Work item:
Across the whole listing, filter for the string "StdinConfirm" and copy every line that has it.

Data:
//! Interactive confirmation

use kubeprov_cloud::Confirm;
use std::io::{self, BufRead, Write};

/// Asks on the terminal; an empty answer means yes
#[derive(Debug, Default, Clone, Copy)]
pub struct StdinConfirm;

impl Confirm for StdinConfirm {
    fn confirm(&self, question: &str) -> bool {
        let stdin = io::stdin();
        query_yes_no(question, &mut stdin.lock(), &mut io::stdout())
    }
}

/// Ask until the answer is recognizable. End of input counts as no.
pub fn query_yes_no<R: BufRead, W: Write>(question: &str, input: &mut R, output: &mut W) -> bool {
    loop {
        let _ = write!(output, "{} [Y/n] ", question);
        let _ = output.flush();

        let mut answer = String::new();
        match input.read_line(&mut answer) {
            Ok(0) | Err(_) => return false,
            Ok(_) => {}
        }

        match answer.trim().to_lowercase().as_str() {
            "" | "y" | "yes" => return true,
            "n" | "no" => return false,
            _ => {
                let _ = writeln!(output, "Please respond with 'yes' or 'no' (or 'y' or 'n').");
            }
        }
    }
}

#[cfg(test)]
mod tests {
    use super::*;
    use std::io::Cursor;

    fn ask(answers: &str) -> (bool, String) {
        let mut output = Vec::new();
        let result = query_yes_no("Create 3 instances on aws ?", &mut Cursor::new(answers), &mut output);
        (result, String::from_utf8(output).unwrap())
    }

    #[test]
    fn test_default_is_yes() {
        assert!(ask("\n").0);
    }

    #[test]
    fn test_explicit_answers() {
        assert!(ask("YES\n").0);
        assert!(!ask("n\n").0);
    }

    #[test]
    fn test_reprompts_on_garbage() {
        let (result, output) = ask("maybe\nno\n");
        assert!(!result);
        assert!(output.contains("Please respond"));
        assert_eq!(output.matches("[Y/n]").count(), 2);
    }

    #[test]
    fn test_end_of_input_declines() {
        assert!(!ask("").0);
    }
}
//! OpenStack provider for kubeprov
//!
//! Resolves Keystone credentials, plans the security group, ports and
//! servers of a cluster, and executes the plan through the `openstack` CLI.

pub mod auth;
pub mod backend;
pub mod cli;
pub mod error;
pub mod plan;

pub use auth::OpenStackAuth;
pub use backend::OpenStackBackend;
pub use error::OpenStackError;
pub use plan::OpenStackPlanBuilder;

Worked solution:
pub struct StdinConfirm;
impl Confirm for StdinConfirm {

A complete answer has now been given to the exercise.